Task brief
Show all lines from the listing below that contain "service".

━━━━━━━━━━

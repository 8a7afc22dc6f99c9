use super::http::GatewayHttp;
use super::{
    signature, ChargeRequest, GatewayAdapter, GatewayChargeResult, GatewayError, GatewayStatus,
    MethodMetadata,
};
use crate::domain::GatewayKind;
use async_trait::async_trait;
use chrono::{DateTime, Duration as ChronoDuration, Utc};
use serde::{Deserialize, Serialize};
use std::time::Duration;

#[derive(Debug, Serialize)]
struct CreatePixCharge<'a> {
    external_id: String,
    amount_cents: i64,
    currency: &'a str,
    description: &'a str,
    expires_in_seconds: i64,
    #[serde(skip_serializing_if = "Option::is_none")]
    payer_name: Option<&'a str>,
    #[serde(skip_serializing_if = "Option::is_none")]
    payer_document: Option<&'a str>,
}

#[derive(Debug, Deserialize)]
struct PixChargeResponse {
    id: String,
    status: String,
    #[serde(default)]
    qr_code: Option<String>,
    #[serde(default)]
    expires_at: Option<DateTime<Utc>>,
}

/// PIX provider client: dynamic QR charges with a bounded lifetime.
#[derive(Clone)]
pub struct PixGatewayAdapter {
    http: GatewayHttp,
    webhook_secret: String,
    charge_ttl: ChronoDuration,
}

impl PixGatewayAdapter {
    pub fn new(
        base_url: String,
        api_key: String,
        webhook_secret: String,
        timeout: Duration,
        charge_ttl_secs: i64,
    ) -> Self {
        Self {
            http: GatewayHttp::new(base_url, api_key, timeout),
            webhook_secret,
            charge_ttl: ChronoDuration::seconds(charge_ttl_secs),
        }
    }

    pub fn base_url(&self) -> &str {
        &self.http.base_url
    }
}

fn parse_status(status: &str) -> Result<GatewayStatus, GatewayError> {
    GatewayStatus::from_provider(status).ok_or_else(|| {
        GatewayError::Unavailable(format!("unrecognized PIX charge status: {}", status))
    })
}

#[async_trait]
impl GatewayAdapter for PixGatewayAdapter {
    fn kind(&self) -> GatewayKind {
        GatewayKind::Pix
    }

    async fn create_charge(
        &self,
        request: &ChargeRequest,
    ) -> Result<GatewayChargeResult, GatewayError> {
        let (payer_name, payer_document) = match &request.metadata {
            MethodMetadata::Pix {
                payer_name,
                payer_document,
            } => (payer_name.as_deref(), payer_document.as_deref()),
            MethodMetadata::Card { .. } => {
                return Err(GatewayError::Rejected(
                    "card details sent to the PIX gateway".to_string(),
                ))
            }
        };

        let body = CreatePixCharge {
            external_id: request.intent_id.to_string(),
            amount_cents: request.amount_cents,
            currency: &request.currency,
            description: &request.description,
            expires_in_seconds: self.charge_ttl.num_seconds(),
            payer_name,
            payer_document,
        };

        tracing::info!(
            intent_id = %request.intent_id,
            amount_cents = request.amount_cents,
            "Creating PIX charge"
        );

        let response: PixChargeResponse = self.http.post_json("/v1/pix/charges", &body).await?;
        let status = parse_status(&response.status)?;
        if status == GatewayStatus::Failed {
            return Err(GatewayError::Rejected(format!(
                "PIX charge {} created in failed state",
                response.id
            )));
        }

        Ok(GatewayChargeResult {
            reference: response.id,
            status,
            qr_payload: response.qr_code,
            expires_at: Some(
                response
                    .expires_at
                    .unwrap_or_else(|| Utc::now() + self.charge_ttl),
            ),
            action_url: None,
        })
    }

    async fn poll_status(&self, reference: &str) -> Result<GatewayStatus, GatewayError> {
        let response: PixChargeResponse = self
            .http
            .get_json(&format!("/v1/pix/charges/{}", reference))
            .await?;
        parse_status(&response.status)
    }

    fn verify_webhook_signature(&self, payload: &[u8], signature: &str) -> bool {
        signature::verify_now(&self.webhook_secret, payload, signature)
    }

    async fn cancel_charge(&self, reference: &str) -> Result<(), GatewayError> {
        let _: serde_json::Value = self
            .http
            .post_json(
                &format!("/v1/pix/charges/{}/cancel", reference),
                &serde_json::json!({}),
            )
            .await?;
        Ok(())
    }
}

#[cfg(test)]
mod tests {
    use super::*;
    use uuid::Uuid;

    fn adapter(url: String) -> PixGatewayAdapter {
        PixGatewayAdapter::new(
            url,
            "pix_key".to_string(),
            "pix_secret".to_string(),
            Duration::from_secs(5),
            900,
        )
    }

    fn charge(amount: i64) -> ChargeRequest {
        ChargeRequest {
            intent_id: Uuid::new_v4(),
            amount_cents: amount,
            currency: "BRL".to_string(),
            description: "Campaign publication fee".to_string(),
            metadata: MethodMetadata::empty_pix(),
        }
    }

    #[tokio::test]
    async fn test_create_charge_returns_qr_and_expiry() {
        let mut server = mockito::Server::new_async().await;
        let _mock = server
            .mock("POST", "/v1/pix/charges")
            .match_header("authorization", "Bearer pix_key")
            .with_status(201)
            .with_header("content-type", "application/json")
            .with_body(
                r#"{"id":"pix_123","status":"pending","qr_code":"00020126...","expires_at":"2030-01-01T00:15:00Z"}"#,
            )
            .create_async()
            .await;

        let result = adapter(server.url()).create_charge(&charge(500)).await.unwrap();

        assert_eq!(result.reference, "pix_123");
        assert_eq!(result.status, GatewayStatus::Pending);
        assert_eq!(result.qr_payload.as_deref(), Some("00020126..."));
        assert!(result.expires_at.is_some());
    }

    #[tokio::test]
    async fn test_server_error_is_unavailable() {
        let mut server = mockito::Server::new_async().await;
        let _mock = server
            .mock("POST", "/v1/pix/charges")
            .with_status(503)
            .create_async()
            .await;

        let err = adapter(server.url())
            .create_charge(&charge(500))
            .await
            .unwrap_err();
        assert!(err.is_retryable());
    }

    #[tokio::test]
    async fn test_client_error_is_rejected() {
        let mut server = mockito::Server::new_async().await;
        let _mock = server
            .mock("POST", "/v1/pix/charges")
            .with_status(422)
            .with_body(r#"{"error":"invalid payer document"}"#)
            .create_async()
            .await;

        let err = adapter(server.url())
            .create_charge(&charge(500))
            .await
            .unwrap_err();
        assert!(matches!(err, GatewayError::Rejected(_)));
    }

    #[tokio::test]
    async fn test_poll_status_maps_provider_vocabulary() {
        let mut server = mockito::Server::new_async().await;
        let _mock = server
            .mock("GET", "/v1/pix/charges/pix_123")
            .with_status(200)
            .with_header("content-type", "application/json")
            .with_body(r#"{"id":"pix_123","status":"completed"}"#)
            .create_async()
            .await;

        let status = adapter(server.url()).poll_status("pix_123").await.unwrap();
        assert_eq!(status, GatewayStatus::Paid);
    }

    #[tokio::test]
    async fn test_card_metadata_is_refused() {
        let mut request = charge(500);
        request.metadata = MethodMetadata::Card {
            card_token: "tok".to_string(),
            installments: 1,
        };
        let err = adapter("http://127.0.0.1:9".to_string())
            .create_charge(&request)
            .await
            .unwrap_err();
        assert!(matches!(err, GatewayError::Rejected(_)));
    }

    #[test]
    fn test_webhook_signature_uses_configured_secret() {
        let adapter = adapter("http://localhost".to_string());
        let body = br#"{"reference":"pix_123","status":"paid","amount":500}"#;
        let good = signature::sign("pix_secret", body, Utc::now().timestamp());
        let bad = signature::sign("card_secret", body, Utc::now().timestamp());

        assert!(adapter.verify_webhook_signature(body, &good));
        assert!(!adapter.verify_webhook_signature(body, &bad));
    }
}
//! Boundaries of the checkout core.
//!
//! Storage and the external collaborators are reached only through these traits, so the
//! coordinator can run against Postgres in production and in-memory adapters in tests.

use crate::domain::{
    CampaignSnapshot, LedgerEntry, NewLedgerEntry, PaymentIntent, PaymentMethod, PaymentPurpose,
    PaymentStatus, WalletAccount,
};
use crate::events::PaymentResolved;
use async_trait::async_trait;
use chrono::{DateTime, Utc};
use uuid::Uuid;

#[derive(Debug, thiserror::Error)]
pub enum RepositoryError {
    #[error("Database error: {0}")]
    Database(String),
    #[error("Not found: {0}")]
    NotFound(String),
    #[error("Corrupt record: {0}")]
    Corrupt(String),
}

impl From<sqlx::Error> for RepositoryError {
    fn from(err: sqlx::Error) -> Self {
        match err {
            sqlx::Error::RowNotFound => RepositoryError::NotFound("row not found".to_string()),
            other => RepositoryError::Database(other.to_string()),
        }
    }
}

/// Result of appending to the ledger.
#[derive(Debug, Clone, PartialEq, Eq)]
pub enum AppendOutcome {
    Appended(LedgerEntry),
    /// The idempotency key was already recorded; nothing was written.
    Duplicate(LedgerEntry),
    /// A debit would take the balance below zero; nothing was written.
    InsufficientBalance { available: i64 },
    /// A credit would push the balance past `i64::MAX`; nothing was written.
    BalanceOverflow { balance: i64 },
}

#[async_trait]
pub trait LedgerStore: Send + Sync {
    async fn get_or_create_account(
        &self,
        owner_id: &str,
        currency: &str,
    ) -> Result<WalletAccount, RepositoryError>;

    async fn find_account(
        &self,
        owner_id: &str,
        currency: &str,
    ) -> Result<Option<WalletAccount>, RepositoryError>;

    async fn get_account(&self, wallet_id: Uuid) -> Result<Option<WalletAccount>, RepositoryError>;

    async fn list_accounts(&self) -> Result<Vec<WalletAccount>, RepositoryError>;

    /// Appends one entry. The idempotency check, the funds check for debits, the
    /// insert and the cached-balance update happen atomically.
    async fn append(&self, entry: NewLedgerEntry) -> Result<AppendOutcome, RepositoryError>;

    async fn find_by_key(&self, idempotency_key: &str)
        -> Result<Option<LedgerEntry>, RepositoryError>;

    /// Materialized running balance, if one is stored for the wallet.
    async fn cached_balance(&self, wallet_id: Uuid) -> Result<Option<i64>, RepositoryError>;

    async fn sum_entries(&self, wallet_id: Uuid) -> Result<i64, RepositoryError>;

    async fn list_entries(
        &self,
        wallet_id: Uuid,
        limit: i64,
        offset: i64,
    ) -> Result<Vec<LedgerEntry>, RepositoryError>;
}

#[async_trait]
pub trait PaymentIntentRepository: Send + Sync {
    async fn insert(&self, intent: &PaymentIntent) -> Result<(), RepositoryError>;

    async fn get(&self, id: Uuid) -> Result<Option<PaymentIntent>, RepositoryError>;

    async fn find_by_gateway_reference(
        &self,
        method: PaymentMethod,
        reference: &str,
    ) -> Result<Option<PaymentIntent>, RepositoryError>;

    /// Intents for one subject (campaign), newest first.
    async fn find_for_subject(
        &self,
        purpose: PaymentPurpose,
        subject_id: &str,
    ) -> Result<Vec<PaymentIntent>, RepositoryError>;

    /// Compare-and-swap: writes `intent` only if the stored status is still `expected`.
    /// Returns `false` when another writer got there first.
    async fn update_if_status(
        &self,
        intent: &PaymentIntent,
        expected: PaymentStatus,
    ) -> Result<bool, RepositoryError>;

    /// Non-terminal intents whose `expires_at` has passed or that were created
    /// before `created_before`.
    async fn list_stale(
        &self,
        now: DateTime<Utc>,
        created_before: DateTime<Utc>,
        limit: i64,
    ) -> Result<Vec<PaymentIntent>, RepositoryError>;

    /// Terminal intents whose side effects are due at `now`: never attempted, or
    /// past their retry time. Ordered by retry time, then age. Parked intents are
    /// left out.
    async fn list_unsettled(
        &self,
        now: DateTime<Utc>,
        limit: i64,
    ) -> Result<Vec<PaymentIntent>, RepositoryError>;

    /// Records a failed settlement attempt for `status`. `next_settle_at: None`
    /// parks the intent. A no-op if the intent has moved on or settled since.
    async fn record_settle_failure(
        &self,
        id: Uuid,
        status: PaymentStatus,
        attempts: i32,
        next_settle_at: Option<DateTime<Utc>>,
        error: &str,
    ) -> Result<(), RepositoryError>;

    /// Intents whose side effects were given up on, oldest first.
    async fn list_parked(&self, limit: i64) -> Result<Vec<PaymentIntent>, RepositoryError>;

    /// Records that the side effects of `status` were applied. A no-op if the intent
    /// has moved on to another status since.
    async fn mark_settled(
        &self,
        id: Uuid,
        status: PaymentStatus,
        at: DateTime<Utc>,
    ) -> Result<(), RepositoryError>;

    async fn list_for_owner(
        &self,
        owner_id: &str,
        limit: i64,
        offset: i64,
    ) -> Result<Vec<PaymentIntent>, RepositoryError>;
}

#[derive(Debug, Clone, thiserror::Error)]
pub enum CollaboratorError {
    #[error("Campaign not found: {0}")]
    NotFound(String),
    #[error("Campaign service unavailable: {0}")]
    Unavailable(String),
    #[error("Campaign service rejected the request: {0}")]
    Rejected(String),
}

/// The web application's campaign module, reached through a narrow interface.
#[async_trait]
pub trait CampaignDirectory: Send + Sync {
    async fn get_campaign(&self, campaign_id: &str) -> Result<CampaignSnapshot, CollaboratorError>;

    async fn get_publication_fee(&self, campaign_id: &str) -> Result<i64, CollaboratorError> {
        Ok(self.get_campaign(campaign_id).await?.publication_fee_cents)
    }

    /// Idempotent: marking an already-pending-review campaign succeeds.
    async fn mark_pending_review(&self, campaign_id: &str) -> Result<(), CollaboratorError>;

    async fn revert_to_draft(&self, campaign_id: &str) -> Result<(), CollaboratorError>;
}

/// Fire-and-forget sink for user-facing payment notifications.
pub trait NotificationSink: Send + Sync {
    fn payment_resolved(&self, event: PaymentResolved);
}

━━━━━━━━━━

Output for this exercise
    #[error("Campaign service unavailable: {0}")]
    #[error("Campaign service rejected the request: {0}")]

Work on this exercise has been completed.